27 décembre 2012
Donne la papatte

Si vous l’avez raté en janvier, rattrapez-vous en achetant ce formidable documentaire sur l’état du journalisme aujourd’hui. Première image, en noir et blanc. Nous sommes le 20 avril 1963 aux alentours de 20 heures. Alain Peyrefitte, ministre de l’information, donne le coup d’envoi de la nouvelle formule du JT de la première chaîne, mise au point par… lui-même. Face à lui, le présentateur Léon Zitrone dans le rôle du figurant, écoute son ministre lui dicter la nouvelle orientation que prendra son journal. Cinquante ans après, où en est le journalisme français ? Il est complètement indépendant du pouvoir bien sûr, s’amusent dans  Les Nouveaux Chiens de Garde, Gilles Balbastre et Yannick Kergoat.

Allégeance parfaite

Adapté du livre de Serge Halimi du même nom publié en 1997 et complété en 2005, lui-même inspiré de l’œuvre de Paul Nizan datant de 1932, Les Chiens de garde, le film examine le système médiatique français et prouve avec humour et sarcasme, que le journalisme français est loin de reposer sur les trois fameux piliers : indépendance, objectivité et pluralisme.
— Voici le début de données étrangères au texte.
//! Selection views over imported photos.

mod common;

use crate::common::{create_album, create_photo, create_photos, publish_post_with_photos, TestHarness};
use site_api::domains::photos::{NewPhoto, Photo, PhotoFilter, PhotoView};
use test_context::test_context;

async fn ids_in(ctx: &TestHarness, view: PhotoView, filter: &PhotoFilter) -> Vec<(String, bool)> {
    Photo::list(view, filter, 100, &ctx.db_pool)
        .await
        .unwrap()
        .into_iter()
        .map(|listing| (listing.photo.id.to_string(), listing.posted))
        .collect()
}

#[test_context(TestHarness)]
#[tokio::test]
async fn posted_photos_leave_ready_view_but_stay_in_expanded_view(ctx: &TestHarness) {
    let photos = create_photos(&ctx.db_pool, 3).await.unwrap();
    publish_post_with_photos(&ctx.db_pool, "new-patio", &[photos[1].id])
        .await
        .unwrap();

    let filter = PhotoFilter::default();
    let ready = ids_in(ctx, PhotoView::Ready, &filter).await;
    let all = ids_in(ctx, PhotoView::All, &filter).await;
    let posted = ids_in(ctx, PhotoView::Posted, &filter).await;

    let posted_id = photos[1].id.to_string();
    assert_eq!(ready.len(), 2);
    assert!(ready.iter().all(|(id, flag)| id != &posted_id && !flag));

    assert_eq!(all.len(), 3);
    assert!(all.contains(&(posted_id.clone(), true)));

    assert_eq!(posted, vec![(posted_id, true)]);
}

#[test_context(TestHarness)]
#[tokio::test]
async fn draft_content_does_not_count_as_posted(ctx: &TestHarness) {
    let photos = create_photos(&ctx.db_pool, 1).await.unwrap();
    let mut tx = ctx.db_pool.begin().await.unwrap();
    let post = site_api::domains::content::models::BlogPost::create(
        site_api::domains::content::models::NewBlogPost::builder()
            .title("Draft".to_string())
            .slug("draft".to_string())
            .body("Not yet.".to_string())
            .build(),
        &mut *tx,
    )
    .await
    .unwrap();
    site_api::domains::content::models::BlogPost::link_photos(post.id, &[photos[0].id], &mut *tx)
        .await
        .unwrap();
    tx.commit().await.unwrap();

    let ready = ids_in(ctx, PhotoView::Ready, &PhotoFilter::default()).await;
    assert_eq!(ready, vec![(photos[0].id.to_string(), false)]);
}

#[test_context(TestHarness)]
#[tokio::test]
async fn filters_by_album_and_batch(ctx: &TestHarness) {
    let first_album = create_album(&ctx.db_pool).await.unwrap();
    let second_album = create_album(&ctx.db_pool).await.unwrap();
    create_photo(&ctx.db_pool, first_album, "Retaining wall footing")
        .await
        .unwrap();
    let batched = Photo::create(
        NewPhoto::builder()
            .album_id(second_album)
            .image_url("https://cdn.test/batched.jpg".to_string())
            .source_caption(Some("Sidewalk forms".to_string()))
            .batch_key(Some("2026-05-jones".to_string()))
            .build(),
        &ctx.db_pool,
    )
    .await
    .unwrap();
    create_photo(&ctx.db_pool, second_album, "Sidewalk finished")
        .await
        .unwrap();

    let by_album = ids_in(
        ctx,
        PhotoView::Ready,
        &PhotoFilter {
            album_id: Some(second_album),
            batch_key: None,
        },
    )
    .await;
    assert_eq!(by_album.len(), 2);

    let by_batch = ids_in(
        ctx,
        PhotoView::Ready,
        &PhotoFilter {
            album_id: None,
            batch_key: Some("2026-05-jones".to_string()),
        },
    )
    .await;
    assert_eq!(by_batch, vec![(batched.id.to_string(), false)]);
}

#[test_context(TestHarness)]
#[tokio::test]
async fn caption_edit_trims_and_clears(ctx: &TestHarness) {
    let photos = create_photos(&ctx.db_pool, 1).await.unwrap();

    let updated = Photo::update_caption(photos[0].id, Some("  Broom finish  "), &ctx.db_pool)
        .await
        .unwrap()
        .unwrap();
    assert_eq!(updated.source_caption.as_deref(), Some("Broom finish"));

    let cleared = Photo::update_caption(photos[0].id, Some("   "), &ctx.db_pool)
        .await
        .unwrap()
        .unwrap();
    assert!(cleared.source_caption.is_none());
}

#[test_context(TestHarness)]
#[tokio::test]
async fn find_by_ids_keeps_selection_order(ctx: &TestHarness) {
    let photos = create_photos(&ctx.db_pool, 3).await.unwrap();
    let order = vec![photos[2].id, photos[0].id, photos[1].id];

    let found = Photo::find_by_ids(&order, &ctx.db_pool).await.unwrap();
    let found_ids: Vec<_> = found.iter().map(|p| p.id).collect();
    assert_eq!(found_ids, order);
}
// Trait definitions for dependency injection
//
// These are INFRASTRUCTURE traits only - no business logic.
// Prompting, retry policy and persistence live in the generation domain and use these traits.
//
// Naming convention: Base* for trait names (e.g., BaseVisionAI, BaseImageStore)

use anyhow::Result;
use async_trait::async_trait;

// =============================================================================
// Vision AI Trait (Infrastructure - completion with an optional image)
// =============================================================================

/// One completion call: instructions, user prompt and at most one image.
#[derive(Debug, Clone, PartialEq)]
pub struct VisionRequest {
    pub system: String,
    pub prompt: String,
    pub image_url: Option<String>,
    pub max_tokens: u32,
    pub temperature: f32,
    /// Ask the model for a JSON object instead of free text
    pub json: bool,
}

impl VisionRequest {
    pub fn new(system: impl Into<String>, prompt: impl Into<String>) -> Self {
        Self {
            system: system.into(),
            prompt: prompt.into(),
            image_url: None,
            max_tokens: 1200,
            temperature: 0.6,
            json: true,
        }
    }

    pub fn with_image(mut self, url: impl Into<String>) -> Self {
        self.image_url = Some(url.into());
        self
    }

    /// Same request with the image input dropped
    pub fn without_image(&self) -> Self {
        Self {
            image_url: None,
            ..self.clone()
        }
    }

    pub fn has_image(&self) -> bool {
        self.image_url.is_some()
    }
}

#[async_trait]
pub trait BaseVisionAI: Send + Sync {
    /// Complete a request, returning the raw text of the model's reply
    async fn complete(&self, request: &VisionRequest) -> Result<String>;
}

// =============================================================================
// Image Store Trait (Infrastructure - hosted object storage)
// =============================================================================

#[async_trait]
pub trait BaseImageStore: Send + Sync {
    /// Upload bytes under `path` and return the public URL
    async fn upload(&self, path: &str, content_type: &str, bytes: Vec<u8>) -> Result<String>;
}
//! Scheduled background tasks using tokio-cron-scheduler.
//!
//! The queue worker can be driven two ways: the protected HTTP trigger or
//! this in-process schedule. Both call the same `process_queued` pass.
//!
//! ```text
//! Scheduler (WORKER_CRON)
//!     │
//!     └─► process_queued(batch_size)
//!             ├─► recover_stale()
//!             └─► claim_batch() → run each job inline
//! ```

use anyhow::Result;
use tokio_cron_scheduler::{Job, JobScheduler};

use crate::domains::generation::activities::process_queued;
use crate::kernel::ServerDeps;

/// Start the queue worker on the given cron schedule (six fields, seconds first)
pub async fn start_scheduler(deps: ServerDeps, schedule: &str) -> Result<JobScheduler> {
    let scheduler = JobScheduler::new().await?;

    let queue_deps = deps.clone();
    let queue_job = Job::new_async(schedule, move |_uuid, _lock| {
        let deps = queue_deps.clone();
        Box::pin(async move {
            if let Err(e) = run_queue_pass(&deps).await {
                tracing::error!("Generation queue task failed: {:#}", e);
            }
        })
    })?;

    scheduler.add(queue_job).await?;
    scheduler.start().await?;

    tracing::info!(schedule, "Scheduled tasks started (generation queue worker)");
    Ok(scheduler)
}

async fn run_queue_pass(deps: &ServerDeps) -> Result<()> {
    let summary = process_queued(deps, deps.queue.batch_size).await?;
    if summary.claimed > 0 || summary.recovered > 0 {
        tracing::info!(
            claimed = summary.claimed,
            completed = summary.completed,
            failed = summary.failed,
            recovered = summary.recovered,
            "Scheduled queue pass complete"
        );
    }
    Ok(())
}
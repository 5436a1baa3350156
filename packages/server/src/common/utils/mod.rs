pub mod content;
pub mod slug;

pub use content::*;
pub use slug::*;
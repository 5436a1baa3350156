use anyhow::{Context, Result};
use chrono::{Duration, Utc};
use jsonwebtoken::{decode, encode, Algorithm, DecodingKey, EncodingKey, Header, Validation};
use serde::{Deserialize, Serialize};

use crate::common::AdminUserId;

/// Lifetime of tokens minted by [`JwtService::create_token`].
pub const TOKEN_TTL_HOURS: i64 = 12;

/// Claims carried by an admin session token.
///
/// The hosted auth backend mints these after its email OTP login; the subject
/// is the identity id, which doubles as the `admin_users` primary key.
#[derive(Debug, Serialize, Deserialize, Clone)]
pub struct Claims {
    pub sub: AdminUserId,
    pub email: String,
    #[serde(default)]
    pub is_admin: bool,
    pub exp: i64,
    pub iat: i64,
    pub iss: String,
}

/// HS256 signer/verifier over the secret shared with the auth backend.
#[derive(Clone)]
pub struct JwtService {
    encoding_key: EncodingKey,
    decoding_key: DecodingKey,
    issuer: String,
}

impl JwtService {
    pub fn new(secret: &str, issuer: String) -> Self {
        Self {
            encoding_key: EncodingKey::from_secret(secret.as_bytes()),
            decoding_key: DecodingKey::from_secret(secret.as_bytes()),
            issuer,
        }
    }

    /// Mint a token the way the auth backend does. Used by tooling and tests.
    pub fn create_token(&self, user_id: AdminUserId, email: &str, is_admin: bool) -> Result<String> {
        let now = Utc::now();
        let claims = Claims {
            sub: user_id,
            email: email.to_string(),
            is_admin,
            exp: (now + Duration::hours(TOKEN_TTL_HOURS)).timestamp(),
            iat: now.timestamp(),
            iss: self.issuer.clone(),
        };

        encode(&Header::new(Algorithm::HS256), &claims, &self.encoding_key)
            .context("Failed to sign token")
    }

    /// Checks signature, algorithm, issuer and expiry.
    pub fn verify_token(&self, token: &str) -> Result<Claims> {
        let mut validation = Validation::new(Algorithm::HS256);
        validation.set_issuer(&[&self.issuer]);
        validation.set_required_spec_claims(&["exp", "iss", "sub"]);

        let data = decode::<Claims>(token, &self.decoding_key, &validation)
            .context("Invalid session token")?;
        Ok(data.claims)
    }
}

#[cfg(test)]
mod tests {
    use super::*;

    fn service(secret: &str, issuer: &str) -> JwtService {
        JwtService::new(secret, issuer.to_string())
    }

    #[test]
    fn test_create_and_verify_token() {
        let jwt = service("test_secret_key", "test_issuer");
        let user_id = AdminUserId::new();

        let token = jwt.create_token(user_id, "owner@example.com", true).unwrap();

        let claims = jwt.verify_token(&token).unwrap();
        assert_eq!(claims.sub, user_id);
        assert_eq!(claims.email, "owner@example.com");
        assert!(claims.is_admin);
        assert_eq!(claims.iss, "test_issuer");
    }

    #[test]
    fn test_garbage_token() {
        assert!(service("test_secret_key", "test_issuer")
            .verify_token("invalid_token")
            .is_err());
    }

    #[test]
    fn test_wrong_secret_or_issuer() {
        let token = service("secret1", "test_issuer")
            .create_token(AdminUserId::new(), "a@example.com", true)
            .unwrap();

        assert!(service("secret2", "test_issuer").verify_token(&token).is_err());
        assert!(service("secret1", "other_issuer").verify_token(&token).is_err());
    }

    #[test]
    fn test_missing_admin_claim_means_not_admin() {
        #[derive(Serialize)]
        struct BackendClaims {
            sub: AdminUserId,
            email: &'static str,
            exp: i64,
            iat: i64,
            iss: &'static str,
        }

        let now = Utc::now().timestamp();
        let token = encode(
            &Header::new(Algorithm::HS256),
            &BackendClaims {
                sub: AdminUserId::new(),
                email: "crew@example.com",
                exp: now + 60,
                iat: now,
                iss: "test_issuer",
            },
            &EncodingKey::from_secret(b"secret"),
        )
        .unwrap();

        let claims = service("secret", "test_issuer").verify_token(&token).unwrap();
        assert!(!claims.is_admin);
    }

    #[test]
    fn test_expiry_is_set() {
        let jwt = service("test_secret_key", "test_issuer");
        let token = jwt
            .create_token(AdminUserId::new(), "a@example.com", false)
            .unwrap();

        let claims = jwt.verify_token(&token).unwrap();
        let expires_in = claims.exp - Utc::now().timestamp();
        assert!(expires_in > (TOKEN_TTL_HOURS - 1) * 3600);
        assert!(expires_in <= TOKEN_TTL_HOURS * 3600);
    }
}
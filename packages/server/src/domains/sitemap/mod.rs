//! Sitemap domain - static marketing pages plus published content

pub mod builder;
pub mod static_routes;

pub use builder::{build_sitemap, load_sitemap, SitemapEntry};
pub use static_routes::{StaticRoute, STATIC_ROUTES};
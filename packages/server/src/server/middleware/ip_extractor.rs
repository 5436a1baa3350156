use axum::{
    extract::{ConnectInfo, Request},
    http::HeaderMap,
    middleware::Next,
    response::Response,
};
use std::net::{IpAddr, SocketAddr};

/// Extension key for storing extracted IP address
#[derive(Clone, Copy, Debug, PartialEq, Eq)]
pub struct ClientIp(pub IpAddr);

/// Resolve the caller's address
///
/// Priority:
/// 1. X-Forwarded-For header (first entry)
/// 2. X-Real-IP header
/// 3. Socket address, when the server was started with connect info
pub fn resolve_client_ip(headers: &HeaderMap, socket: Option<SocketAddr>) -> Option<IpAddr> {
    if let Some(forwarded) = headers.get("x-forwarded-for") {
        return forwarded
            .to_str()
            .ok()
            .and_then(|s| s.split(',').next())
            .and_then(|s| s.trim().parse::<IpAddr>().ok());
    }
    if let Some(real_ip) = headers.get("x-real-ip") {
        return real_ip.to_str().ok().and_then(|s| s.trim().parse().ok());
    }
    socket.map(|addr| addr.ip())
}

/// Middleware storing the resolved `ClientIp` in request extensions
pub async fn extract_client_ip(
    connect_info: Option<ConnectInfo<SocketAddr>>,
    mut request: Request,
    next: Next,
) -> Response {
    let socket = connect_info.map(|ConnectInfo(addr)| addr);
    if let Some(ip) = resolve_client_ip(request.headers(), socket) {
        request.extensions_mut().insert(ClientIp(ip));
    }

    next.run(request).await
}
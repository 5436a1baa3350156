use anyhow::Result;
use chrono::{DateTime, Utc};
use serde::{Deserialize, Serialize};
use sqlx::{PgConnection, PgPool};
use typed_builder::TypedBuilder;

use super::{BlogPostSource, ContentStatus, PublishedPage};
use crate::common::{BlogPostId, PhotoId};

#[derive(Debug, Clone, Serialize, Deserialize, sqlx::FromRow)]
pub struct BlogPost {
    pub id: BlogPostId,
    pub title: String,
    pub slug: String,
    pub status: ContentStatus,
    pub excerpt: Option<String>,
    pub body: String,
    pub cover_image_url: Option<String>,
    pub source: BlogPostSource,
    pub published_at: Option<DateTime<Utc>>,
    pub created_at: DateTime<Utc>,
    pub updated_at: DateTime<Utc>,
}

/// Input for inserting a blog post. The slug must already be probed.
#[derive(Debug, Clone, TypedBuilder)]
#[builder(field_defaults(setter(into)))]
pub struct NewBlogPost {
    pub title: String,
    pub slug: String,
    pub body: String,
    #[builder(default)]
    pub status: ContentStatus,
    #[builder(default)]
    pub excerpt: Option<String>,
    #[builder(default)]
    pub cover_image_url: Option<String>,
    #[builder(default)]
    pub source: BlogPostSource,
}

// =============================================================================
// Blog Post Queries
// =============================================================================

impl BlogPost {
    /// Insert a post; `published_at` is stamped when it goes in published
    pub async fn create(input: NewBlogPost, conn: &mut PgConnection) -> Result<Self> {
        sqlx::query_as::<_, Self>(
            r#"
            INSERT INTO blog_posts (id, title, slug, status, excerpt, body, cover_image_url, source, published_at)
            VALUES ($1, $2, $3, $4, $5, $6, $7, $8, CASE WHEN $4 = 'published'::content_status THEN NOW() END)
            RETURNING *
            "#,
        )
        .bind(BlogPostId::new())
        .bind(input.title)
        .bind(input.slug)
        .bind(input.status)
        .bind(input.excerpt)
        .bind(input.body)
        .bind(input.cover_image_url)
        .bind(input.source)
        .fetch_one(conn)
        .await
        .map_err(Into::into)
    }

    /// Link photos in selection order (position starts at 0)
    pub async fn link_photos(
        id: BlogPostId,
        photo_ids: &[PhotoId],
        conn: &mut PgConnection,
    ) -> Result<()> {
        sqlx::query(
            r#"
            INSERT INTO blog_post_photos (blog_post_id, photo_id, position)
            SELECT $1, linked.photo_id, (linked.ord - 1)::int
            FROM UNNEST($2::uuid[]) WITH ORDINALITY AS linked(photo_id, ord)
            ON CONFLICT DO NOTHING
            "#,
        )
        .bind(id)
        .bind(photo_ids)
        .execute(conn)
        .await?;
        Ok(())
    }

    pub async fn find_by_id(id: BlogPostId, pool: &PgPool) -> Result<Option<Self>> {
        sqlx::query_as::<_, Self>("SELECT * FROM blog_posts WHERE id = $1")
            .bind(id)
            .fetch_optional(pool)
            .await
            .map_err(Into::into)
    }

    /// Linked photo ids in position order
    pub async fn photo_ids(id: BlogPostId, pool: &PgPool) -> Result<Vec<PhotoId>> {
        sqlx::query_scalar::<_, PhotoId>(
            "SELECT photo_id FROM blog_post_photos WHERE blog_post_id = $1 ORDER BY position",
        )
        .bind(id)
        .fetch_all(pool)
        .await
        .map_err(Into::into)
    }

    /// Published posts for the sitemap, most recently published first
    pub async fn list_published(pool: &PgPool) -> Result<Vec<PublishedPage>> {
        sqlx::query_as::<_, PublishedPage>(
            r#"
            SELECT slug, updated_at
            FROM blog_posts
            WHERE status = 'published'
            ORDER BY published_at DESC NULLS LAST, created_at DESC
            "#,
        )
        .fetch_all(pool)
        .await
        .map_err(Into::into)
    }
}
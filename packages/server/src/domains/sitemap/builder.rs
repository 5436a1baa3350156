//! XML sitemap assembly.

use anyhow::{Context, Result};
use chrono::{DateTime, Utc};
use quick_xml::events::{BytesDecl, BytesEnd, BytesStart, BytesText, Event};
use quick_xml::Writer;
use sqlx::PgPool;

use super::static_routes::STATIC_ROUTES;
use crate::domains::content::models::{BlogPost, JobListing, PublishedPage};

const SITEMAP_NS: &str = "http://www.sitemaps.org/schemas/sitemap/0.9";

/// One `<url>` element, path relative to the site root
#[derive(Debug, Clone, PartialEq)]
pub struct SitemapEntry {
    pub path: String,
    pub lastmod: Option<DateTime<Utc>>,
    pub changefreq: Option<&'static str>,
    pub priority: Option<f32>,
}

impl SitemapEntry {
    pub fn blog_post(page: &PublishedPage) -> Self {
        Self {
            path: format!("/blog/{}", page.slug),
            lastmod: Some(page.updated_at),
            changefreq: Some("monthly"),
            priority: Some(0.6),
        }
    }

    pub fn job_listing(page: &PublishedPage) -> Self {
        Self {
            path: format!("/gallery/{}", page.slug),
            lastmod: Some(page.updated_at),
            changefreq: Some("yearly"),
            priority: Some(0.5),
        }
    }
}

fn absolute_url(site_url: &str, path: &str) -> String {
    format!(
        "{}/{}",
        site_url.trim_end_matches('/'),
        path.trim_start_matches('/')
    )
}

fn write_text_element<W: std::io::Write>(
    writer: &mut Writer<W>,
    name: &str,
    text: &str,
) -> Result<()> {
    writer.write_event(Event::Start(BytesStart::new(name)))?;
    writer.write_event(Event::Text(BytesText::new(text)))?;
    writer.write_event(Event::End(BytesEnd::new(name)))?;
    Ok(())
}

/// Render the sitemap: every static route, then `entries` in order.
pub fn build_sitemap(site_url: &str, entries: &[SitemapEntry]) -> Result<String> {
    let mut writer = Writer::new_with_indent(Vec::new(), b' ', 2);

    writer.write_event(Event::Decl(BytesDecl::new("1.0", Some("UTF-8"), None)))?;
    writer.write_event(Event::Start(
        BytesStart::new("urlset").with_attributes([("xmlns", SITEMAP_NS)]),
    ))?;

    let static_entries = STATIC_ROUTES.iter().map(|r| SitemapEntry {
        path: r.path.to_string(),
        lastmod: None,
        changefreq: Some(r.changefreq),
        priority: Some(r.priority),
    });

    for entry in static_entries.chain(entries.iter().cloned()) {
        writer.write_event(Event::Start(BytesStart::new("url")))?;
        write_text_element(&mut writer, "loc", &absolute_url(site_url, &entry.path))?;
        if let Some(lastmod) = entry.lastmod {
            write_text_element(&mut writer, "lastmod", &lastmod.format("%Y-%m-%d").to_string())?;
        }
        if let Some(changefreq) = entry.changefreq {
            write_text_element(&mut writer, "changefreq", changefreq)?;
        }
        if let Some(priority) = entry.priority {
            write_text_element(&mut writer, "priority", &format!("{:.1}", priority))?;
        }
        writer.write_event(Event::End(BytesEnd::new("url")))?;
    }

    writer.write_event(Event::End(BytesEnd::new("urlset")))?;

    String::from_utf8(writer.into_inner()).context("Sitemap is not valid UTF-8")
}

/// Load published content and render the full sitemap.
pub async fn load_sitemap(site_url: &str, pool: &PgPool) -> Result<String> {
    let posts = BlogPost::list_published(pool)
        .await
        .context("Failed to load published posts")?;
    let listings = JobListing::list_published(pool)
        .await
        .context("Failed to load published listings")?;

    let entries: Vec<SitemapEntry> = posts
        .iter()
        .map(SitemapEntry::blog_post)
        .chain(listings.iter().map(SitemapEntry::job_listing))
        .collect();

    tracing::debug!(
        posts = posts.len(),
        listings = listings.len(),
        "Building sitemap"
    );
    build_sitemap(site_url, &entries)
}

#[cfg(test)]
mod tests {
    use super::*;
    use chrono::TimeZone;

    #[test]
    fn test_static_routes_always_present() {
        let xml = build_sitemap("https://example.com", &[]).unwrap();

        assert!(xml.starts_with("<?xml version=\"1.0\" encoding=\"UTF-8\"?>"));
        assert!(xml.contains("<urlset xmlns=\"http://www.sitemaps.org/schemas/sitemap/0.9\">"));
        assert!(xml.contains("<loc>https://example.com/</loc>"));
        assert!(xml.contains("<loc>https://example.com/services/stamped-concrete</loc>"));
        assert!(xml.contains("<loc>https://example.com/pricing</loc>"));
        assert!(xml.contains("<loc>https://example.com/contact</loc>"));
        assert_eq!(xml.matches("<url>").count(), STATIC_ROUTES.len());
    }

    #[test]
    fn test_dynamic_entries_with_lastmod() {
        let updated_at = Utc.with_ymd_and_hms(2026, 3, 14, 9, 30, 0).unwrap();
        let entries = vec![
            SitemapEntry::blog_post(&PublishedPage {
                slug: "driveway-replacement".into(),
                updated_at,
            }),
            SitemapEntry::job_listing(&PublishedPage {
                slug: "stamped-patio".into(),
                updated_at,
            }),
        ];

        let xml = build_sitemap("https://example.com/", &entries).unwrap();

        assert!(xml.contains("<loc>https://example.com/blog/driveway-replacement</loc>"));
        assert!(xml.contains("<loc>https://example.com/gallery/stamped-patio</loc>"));
        assert!(xml.contains("<lastmod>2026-03-14</lastmod>"));
        assert_eq!(xml.matches("<url>").count(), STATIC_ROUTES.len() + 2);
    }

    #[test]
    fn test_escapes_text() {
        let entries = vec![SitemapEntry {
            path: "/blog/a&b".into(),
            lastmod: None,
            changefreq: None,
            priority: None,
        }];
        let xml = build_sitemap("https://example.com", &entries).unwrap();
        assert!(xml.contains("<loc>https://example.com/blog/a&amp;b</loc>"));
    }
}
Certes le ministre de l’information a disparu et le nombre de chaînes de télévision s’est multiplié, mais l’influence exercée sur les journalistes est toujours là. Elle a simplement pris une autre forme : moins visible, moins connue et bien trop minimisée explique le film. En épluchant les parcours des Claire Chazal, Laurent Joffrin et autres « journalistes vedettes », l’équipe du film se demande comment ceux qui décryptent et relaient l’information peuvent se prétendre objectifs et indépendants, alors qu’ils ont grandi dans les mêmes quartiers que les élites politiques et économiques, qu’ils ont été éduqués dans les même grandes écoles, qu’ils fréquentent les mêmes soirées et sont parfois amis ? Réponse : ils sont une seule et même famille, un peu comme si le grand frère avait choisi de faire politique, la deuxième économie et le troisième du  journalisme…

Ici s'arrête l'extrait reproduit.